Submitted to: HortScience
Publication Type: Peer Reviewed Journal
Publication Acceptance Date: March 2, 2003
Publication Date: March 15, 2004
Citation: OLMSTEAD, M.A., WAMPLE, R.L., GREENE, S.L., TARARA, J.M. NON-DESTRUCTIVE MEASUREMENT OF VEGETATIVE COVER USING DIGITAL IMAGE ANALYSIS. HORTSCIENCE. 2004. V. 39(1). p. 55-59. Interpretive Summary: The traditional method of judging the proportion of the soil surface in a crop field that is covered with crop plants and/or weeds is for a farmer of crop consultant simply to look at the field or at a sample area. The downfalls of this traditional practice are that it is highly subjective, varying between observers, and varying for a single individual with his experience. Furthermore, the human eye can be 'tricked' into overestimating the presence of weeds when just few spots of greenery are present. Likewise, the eye tends to mistakenly underestimate weed presence when they cover most of the field, because the eye focuses on the small areas of bare soil instead. This error can affect the amount and rate of herbicide a farmer might apply to a field, or whether the farmer might decide to re-seed a young cover crop. Both are expensive practices that can have environmental impacts. Thus, it is important to develop and test objective methods of estimating the amount of ground covered by weeds and crop plants. Digital images of 1 m^2 sample plots can be analyzed by PC software that the user trains to distinguish between green and soil, and between the green shades of weeds and crop plants. Digital image analysis is accurate and highly repeatable. With the decline in cost of digital photography and PC software, this method should now be available not only to crop consultants but also to interested farmers.

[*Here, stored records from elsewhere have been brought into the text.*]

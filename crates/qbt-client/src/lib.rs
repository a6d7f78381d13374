pub mod api;
pub mod client;
pub mod state;
pub mod types;

pub use api::TorrentApi;
pub use client::QbitClient;
pub use state::{LifecycleStatus, TorrentState};
pub use types::{Category, Peer, ServerState, SyncMainData, Torrent, TorrentPeers, TransferInfo};
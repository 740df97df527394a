//! Byte-exact codecs for the strata object model.
//!
//! Three wire formats live here, each with an exact byte-level contract:
//!
//! - [`frame`] — the canonical object frame `kind SP decimal-length NUL
//!   payload` that content addressing is computed over
//! - [`tree`] — the ordered `(mode, path, child-id)` directory listing
//! - [`kvlm`] — the key-value-list-with-message structure carried by commit
//!   and tag payloads, including its continuation-line convention
//!
//! Get the framing or the continuation-line rule wrong and hashes diverge or
//! parses corrupt data silently, so every decoder here rejects malformed
//! input with a distinct [`CodecError`] variant rather than tolerating it.
//!
//! All codecs are pure transformations over caller-owned buffers: no I/O, no
//! shared state, safe to call concurrently.

pub mod error;
pub mod frame;
pub mod kvlm;
pub mod tree;

pub use error::{CodecError, CodecResult};
pub use frame::{frame, unframe, ObjectKind};
pub use kvlm::{Kvlm, Value};
pub use tree::{Tree, TreeEntry};

/// Position of the first `byte` at or after `from`, as an absolute offset.
pub(crate) fn find_byte(raw: &[u8], byte: u8, from: usize) -> Option<usize> {
    raw.get(from..)?.iter().position(|&b| b == byte).map(|i| from + i)
}
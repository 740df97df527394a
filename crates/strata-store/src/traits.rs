use strata_types::ObjectId;

use crate::error::StoreResult;

/// Content-addressed store for compressed object frames.
///
/// All implementations must satisfy these invariants:
/// - Objects are immutable once written. Content-addressing guarantees this:
///   identical framed bytes always produce the same ID.
/// - `put` is idempotent: concurrent writers of the same ID write
///   byte-identical content, so duplicate writes need no coordination.
/// - Either the full frame is available under a key or the key does not
///   resolve; no partial writes are ever exposed.
/// - The store never interprets object contents — it is a pure key-value
///   store over compressed frame bytes.
/// - All I/O errors are propagated, never silently ignored.
pub trait ObjectStore: Send + Sync {
    /// Persist compressed frame bytes under `id`, creating any intermediate
    /// storage location on demand.
    fn put(&self, id: &ObjectId, compressed: &[u8]) -> StoreResult<()>;

    /// Fetch the compressed frame bytes stored under `id`.
    ///
    /// Errors with [`StoreError::NotFound`] when absent and
    /// [`StoreError::StorageCorrupt`] when the location exists but is not a
    /// readable object file.
    ///
    /// [`StoreError::NotFound`]: crate::StoreError::NotFound
    /// [`StoreError::StorageCorrupt`]: crate::StoreError::StorageCorrupt
    fn get(&self, id: &ObjectId) -> StoreResult<Vec<u8>>;

    /// Check whether an object exists in the store.
    fn contains(&self, id: &ObjectId) -> StoreResult<bool>;

    /// Delete an object by ID. Returns `true` if the object existed.
    ///
    /// Intended for garbage collection only; deleting a referenced object
    /// corrupts whatever references it.
    fn delete(&self, id: &ObjectId) -> StoreResult<bool>;
}
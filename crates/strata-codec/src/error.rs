use thiserror::Error;

/// Errors that can occur while encoding or decoding object payloads.
///
/// Every decoder failure is a distinct, inspectable variant. A malformed
/// object indicates corruption or an upstream programming error; nothing here
/// is recovered or retried locally.
#[derive(Debug, Error, PartialEq, Eq)]
pub enum CodecError {
    /// Frame header inconsistent with the actual payload, or unparsable.
    #[error("malformed object: {reason}")]
    MalformedObject { reason: String },

    /// The frame's type tag is not one of the known object kinds.
    #[error("unknown object type: {0:?}")]
    UnknownObjectType(String),

    /// A tree entry with a bad mode or missing separator.
    #[error("malformed tree entry at offset {offset}: {reason}")]
    MalformedTreeEntry { offset: usize, reason: String },

    /// A tree payload that ends before a full 20-byte child id.
    #[error("truncated tree at offset {offset}: {remaining} bytes remain, 20 needed")]
    TruncatedTree { offset: usize, remaining: usize },

    /// A KVLM payload that violates the message-boundary invariant.
    #[error("malformed commit at offset {offset}: {reason}")]
    MalformedCommit { offset: usize, reason: String },

    /// An entry under construction with an invalid mode or path.
    #[error("invalid tree entry: {0}")]
    InvalidEntry(String),
}

/// Convenience type alias for codec operations.
pub type CodecResult<T> = Result<T, CodecError>;
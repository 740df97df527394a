use std::fmt;

use serde::{Deserialize, Serialize};
use sha1::{Digest, Sha1};

use crate::error::TypeError;

/// Content-addressed identifier for any stored object.
///
/// An `ObjectId` is the SHA-1 hash of an object's framed bytes (type tag,
/// declared length, NUL, payload). Identical framed bytes always produce the
/// same `ObjectId`, making objects deduplicatable and verifiable. Ids are
/// opaque: nothing ever parses structure out of one.
#[derive(Clone, Copy, PartialEq, Eq, Hash, PartialOrd, Ord, Serialize, Deserialize)]
pub struct ObjectId([u8; 20]);

impl ObjectId {
    /// Compute the `ObjectId` of a framed byte sequence.
    pub fn hash_frame(frame: &[u8]) -> Self {
        Self(Sha1::digest(frame).into())
    }

    /// Create an `ObjectId` from a pre-computed 20-byte digest.
    pub const fn from_raw(bytes: [u8; 20]) -> Self {
        Self(bytes)
    }

    /// The null object ID (all zeros). Represents "no object".
    pub const fn null() -> Self {
        Self([0u8; 20])
    }

    /// Returns `true` if this is the null object ID.
    pub fn is_null(&self) -> bool {
        self.0 == [0u8; 20]
    }

    /// The raw 20-byte digest.
    pub fn as_bytes(&self) -> &[u8; 20] {
        &self.0
    }

    /// Lowercase hex representation (40 characters).
    pub fn to_hex(&self) -> String {
        hex::encode(self.0)
    }

    /// Short hex representation (first 8 characters).
    pub fn short_hex(&self) -> String {
        hex::encode(&self.0[..4])
    }

    /// Parse from a 40-character hex string.
    pub fn from_hex(s: &str) -> Result<Self, TypeError> {
        let bytes = hex::decode(s).map_err(|e| TypeError::InvalidHex(e.to_string()))?;
        if bytes.len() != 20 {
            return Err(TypeError::InvalidLength {
                expected: 20,
                actual: bytes.len(),
            });
        }
        let mut arr = [0u8; 20];
        arr.copy_from_slice(&bytes);
        Ok(Self(arr))
    }
}

impl fmt::Debug for ObjectId {
    fn fmt(&self, f: &mut fmt::Formatter<'_>) -> fmt::Result {
        write!(f, "ObjectId({})", self.short_hex())
    }
}

impl fmt::Display for ObjectId {
    fn fmt(&self, f: &mut fmt::Formatter<'_>) -> fmt::Result {
        write!(f, "{}", self.to_hex())
    }
}

impl From<[u8; 20]> for ObjectId {
    fn from(bytes: [u8; 20]) -> Self {
        Self(bytes)
    }
}

impl From<ObjectId> for [u8; 20] {
    fn from(id: ObjectId) -> Self {
        id.0
    }
}
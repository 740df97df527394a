//! Zlib compression adapter for stored frames.
//!
//! Frames are compressed before they hit the backend and decompressed after
//! retrieval. The pair is lossless: `decompress(compress(x)) == x`. A stream
//! that fails to decompress surfaces as [`StoreError::CorruptStream`] and is
//! never swallowed.

use std::io::{Read, Write};

use flate2::read::ZlibDecoder;
use flate2::write::ZlibEncoder;
use flate2::Compression;

use crate::error::{StoreError, StoreResult};

/// Compress a byte buffer into a zlib stream.
pub fn compress(data: &[u8]) -> StoreResult<Vec<u8>> {
    let mut encoder = ZlibEncoder::new(Vec::new(), Compression::default());
    encoder.write_all(data)?;
    Ok(encoder.finish()?)
}

/// Decompress a zlib stream produced by [`compress`].
pub fn decompress(data: &[u8]) -> StoreResult<Vec<u8>> {
    let mut out = Vec::new();
    ZlibDecoder::new(data)
        .read_to_end(&mut out)
        .map_err(|e| StoreError::CorruptStream(e.to_string()))?;
    Ok(out)
}

#[cfg(test)]
mod tests {
    use super::*;

    #[test]
    fn roundtrip_is_lossless() {
        let data = b"the quick brown fox jumps over the lazy dog".repeat(20);
        let compressed = compress(&data).unwrap();
        assert_eq!(decompress(&compressed).unwrap(), data);
    }

    #[test]
    fn compresses_repetitive_input() {
        let data = vec![0x42u8; 4096];
        let compressed = compress(&data).unwrap();
        assert!(compressed.len() < data.len());
    }

    #[test]
    fn empty_input_roundtrips() {
        let compressed = compress(b"").unwrap();
        assert_eq!(decompress(&compressed).unwrap(), b"");
    }

    #[test]
    fn garbage_stream_is_corrupt() {
        let err = decompress(b"definitely not zlib").unwrap_err();
        assert!(matches!(err, StoreError::CorruptStream(_)));
    }

    #[test]
    fn truncated_stream_is_corrupt() {
        let compressed = compress(b"some payload worth truncating").unwrap();
        let err = decompress(&compressed[..compressed.len() / 2]).unwrap_err();
        assert!(matches!(err, StoreError::CorruptStream(_)));
    }
}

Technical Abstract: Traditionally, vegetative cover has been subjectively assessed visually. However, visual assessment is thought to overestimate percent vegetative cover. Thus, a repeatable method to objectively quantify percent cover is desirable. In two vineyards near Prosser, WA, the percentage of ground surface covered by up to 15 different cover crops was assessed both visually and by computer-assisted digital image analysis. Quadrats in the cover crop were photographed digitally and the images analyzed with commercially available software. Areas of green vegetation in each image were identified and measured. Weeds in some images were differentiated from the cover crop by user-defined thresholds. Subjective visual estimates of percent vegetative cover were generally higher than those digitally estimated. Values for the visual estimates ranged from 5% to 70% in 1998 (mean = 52.4%) and 7.5% to 55% in 1999 (mean = 30.7%), compared to digital readings ranging from 0.5% to 24% (mean = 11.1%) and 10.3% to 36.6% cover (mean = 20.1%), respectively. The visual assessments had lower coefficients of variability in 1998 (CV 28.1) than the digital image analysis (CV 52.3), but in 1999, the values for the two techniques were similar (CV 41.2 vs. CV 45.7). Despite initial variations between the two methods, digital image analysis for measuring percentage vegetative cover is superior due to its accuracy.